Et le temps ne fait rien à l’affaire… Ce n’est pas ce bon vieux Georges qui prétendra le contraire. Comme vous avez pu le constater, chères et chers lectrices-teuses-teurs, les temps changent, les avis comme l’orthographe également. Il fut un temps encore, on invitait avec faste et volupté ses meilleurs amis pour étrenner sa nouvelle Tesla flambante neuve et flambante tout court. Ce fleuron de la high-tech Muskienne, cet engin magique, suscitant convoitise et admiration, outil d’élévation sociale, a vite fait de reléguer la masse prolétarienne dans les bas-fonds de la malbouffe qui se contentera d’un Big Mac coulant et indigeste et d’une feuille de salade pour faire passer la pilule.
— Tu as changé de voiture ? Tu n’avais pas une Tesla ?
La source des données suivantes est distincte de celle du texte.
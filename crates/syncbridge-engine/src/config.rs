//! Engine configuration.

use std::env;
use std::str::FromStr;
use std::time::Duration;

use crate::error::{SyncError, SyncResult};
use crate::reconciliation::ReconciliationConfig;
use crate::sync::RetryPolicy;

const DEFAULT_MAX_RECEIVE_COUNT: u32 = 5;

/// Settings for synchronization and reconciliation.
#[derive(Debug, Clone, PartialEq, Eq)]
pub struct SyncConfig {
    /// Backoff for mapping-write retries.
    pub retry: RetryPolicy,
    /// Deliveries of one event before it is dead-lettered.
    pub max_receive_count: u32,
    /// Paging and concurrency for report runs.
    pub reconciliation: ReconciliationConfig,
}

impl Default for SyncConfig {
    fn default() -> Self {
        Self {
            retry: RetryPolicy::default(),
            max_receive_count: DEFAULT_MAX_RECEIVE_COUNT,
            reconciliation: ReconciliationConfig::default(),
        }
    }
}

impl SyncConfig {
    /// Load configuration from environment variables. Every variable is optional.
    ///
    /// - `SYNC_MAPPING_RETRY_MAX_ATTEMPTS`: Mapping retries before dead-lettering (default: 3)
    /// - `SYNC_MAPPING_RETRY_BASE_DELAY_MS`: Base backoff delay (default: 1000)
    /// - `SYNC_MAPPING_RETRY_MAX_DELAY_MS`: Backoff cap (default: 60000)
    /// - `SYNC_MAX_RECEIVE_COUNT`: Deliveries per event (default: 5)
    /// - `RECONCILIATION_PAGE_SIZE`: Keys per population page (default: 10)
    /// - `RECONCILIATION_CONCURRENCY`: Concurrent key calls per page (default: 4)
    pub fn from_env() -> SyncResult<Self> {
        let defaults = Self::default();

        Self::builder()
            .max_attempts(env_or("SYNC_MAPPING_RETRY_MAX_ATTEMPTS", defaults.retry.max_attempts)?)
            .base_delay(Duration::from_millis(env_or(
                "SYNC_MAPPING_RETRY_BASE_DELAY_MS",
                1000u64,
            )?))
            .max_delay(Duration::from_millis(env_or(
                "SYNC_MAPPING_RETRY_MAX_DELAY_MS",
                60_000u64,
            )?))
            .max_receive_count(env_or("SYNC_MAX_RECEIVE_COUNT", defaults.max_receive_count)?)
            .page_size(env_or(
                "RECONCILIATION_PAGE_SIZE",
                defaults.reconciliation.page_size,
            )?)
            .concurrency(env_or(
                "RECONCILIATION_CONCURRENCY",
                defaults.reconciliation.concurrency,
            )?)
            .build()
    }

    /// Create a new configuration builder.
    #[must_use]
    pub fn builder() -> SyncConfigBuilder {
        SyncConfigBuilder::default()
    }
}

fn env_or<T>(var: &str, default: T) -> SyncResult<T>
where
    T: FromStr,
    T::Err: std::fmt::Display,
{
    match env::var(var) {
        Ok(value) => value.trim().parse::<T>().map_err(|e| SyncError::ConfigInvalid {
            var: var.to_string(),
            reason: e.to_string(),
        }),
        Err(_) => Ok(default),
    }
}

/// Builder for `SyncConfig`.
#[derive(Debug, Default)]
pub struct SyncConfigBuilder {
    max_attempts: Option<u32>,
    base_delay: Option<Duration>,
    max_delay: Option<Duration>,
    max_receive_count: Option<u32>,
    page_size: Option<u64>,
    concurrency: Option<usize>,
}

impl SyncConfigBuilder {
    #[must_use]
    pub fn max_attempts(mut self, attempts: u32) -> Self {
        self.max_attempts = Some(attempts);
        self
    }

    #[must_use]
    pub fn base_delay(mut self, delay: Duration) -> Self {
        self.base_delay = Some(delay);
        self
    }

    #[must_use]
    pub fn max_delay(mut self, delay: Duration) -> Self {
        self.max_delay = Some(delay);
        self
    }

    #[must_use]
    pub fn max_receive_count(mut self, count: u32) -> Self {
        self.max_receive_count = Some(count);
        self
    }

    #[must_use]
    pub fn page_size(mut self, size: u64) -> Self {
        self.page_size = Some(size);
        self
    }

    #[must_use]
    pub fn concurrency(mut self, concurrency: usize) -> Self {
        self.concurrency = Some(concurrency);
        self
    }

    /// Build the configuration, rejecting zero counts and an inverted delay range.
    pub fn build(self) -> SyncResult<SyncConfig> {
        let defaults = SyncConfig::default();

        let retry = RetryPolicy {
            max_attempts: self.max_attempts.unwrap_or(defaults.retry.max_attempts),
            base_delay: self.base_delay.unwrap_or(defaults.retry.base_delay),
            max_delay: self.max_delay.unwrap_or(defaults.retry.max_delay),
        };
        if retry.base_delay > retry.max_delay {
            return Err(invalid(
                "SYNC_MAPPING_RETRY_BASE_DELAY_MS",
                "base delay exceeds max delay",
            ));
        }

        let max_receive_count = self.max_receive_count.unwrap_or(defaults.max_receive_count);
        if max_receive_count == 0 {
            return Err(invalid("SYNC_MAX_RECEIVE_COUNT", "must be at least 1"));
        }

        let reconciliation = ReconciliationConfig {
            page_size: self.page_size.unwrap_or(defaults.reconciliation.page_size),
            concurrency: self
                .concurrency
                .unwrap_or(defaults.reconciliation.concurrency),
        };
        if reconciliation.page_size == 0 {
            return Err(invalid("RECONCILIATION_PAGE_SIZE", "must be at least 1"));
        }
        if reconciliation.concurrency == 0 {
            return Err(invalid("RECONCILIATION_CONCURRENCY", "must be at least 1"));
        }

        Ok(SyncConfig {
            retry,
            max_receive_count,
            reconciliation,
        })
    }
}

fn invalid(var: &str, reason: &str) -> SyncError {
    SyncError::ConfigInvalid {
        var: var.to_string(),
        reason: reason.to_string(),
    }
}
— Chuuuuuut ! Parle plus doucement ! On pourrait nous entendre…Et pas au téléphone… J’ai dû la cacher dans le garage de ma belle-sœur, elle est en sécurité chez elle mais jusqu’à quand… Elle doit changer de planque tous les trois jours… C’est devenu l’enfer… Elle pourrait venir chez toi quelques jours, je te donnerai quelque chose… S’il te plaît, on est des amis non ?
Le propriétaire de cette Tesla, devenue en quelques heures maudite, véritable paria, rase maintenant les murs, honteux, sa petite merveille technologique risquant à tout moment d’être immolée par le feu ou griffée, taguée, raillée et rayée. Sous la vindicte populaire, la conquérante du Nouveau Monde doit faire profil bas et devient une renégate, l’ennemi public n° 1, la tête que l’on doit couper. Finies, les moqueries de l’époque où l’on achetait chinois ! Maintenant, on arbore avec fierté son nouveau faux vase Ming de chez Temu, trônant dans notre salon comme nos t-shirts fabriqués par des enfants souriants. C’est l’armée suisse maintenant qui ne sait plus comment faire avec ses avions de mauvais augure, commandés, et surtout télécommandés, depuis chez nos anciens alliés et qui planent comme des vautours au-dessus de nos têtes si peu remplies et de nos poches vides.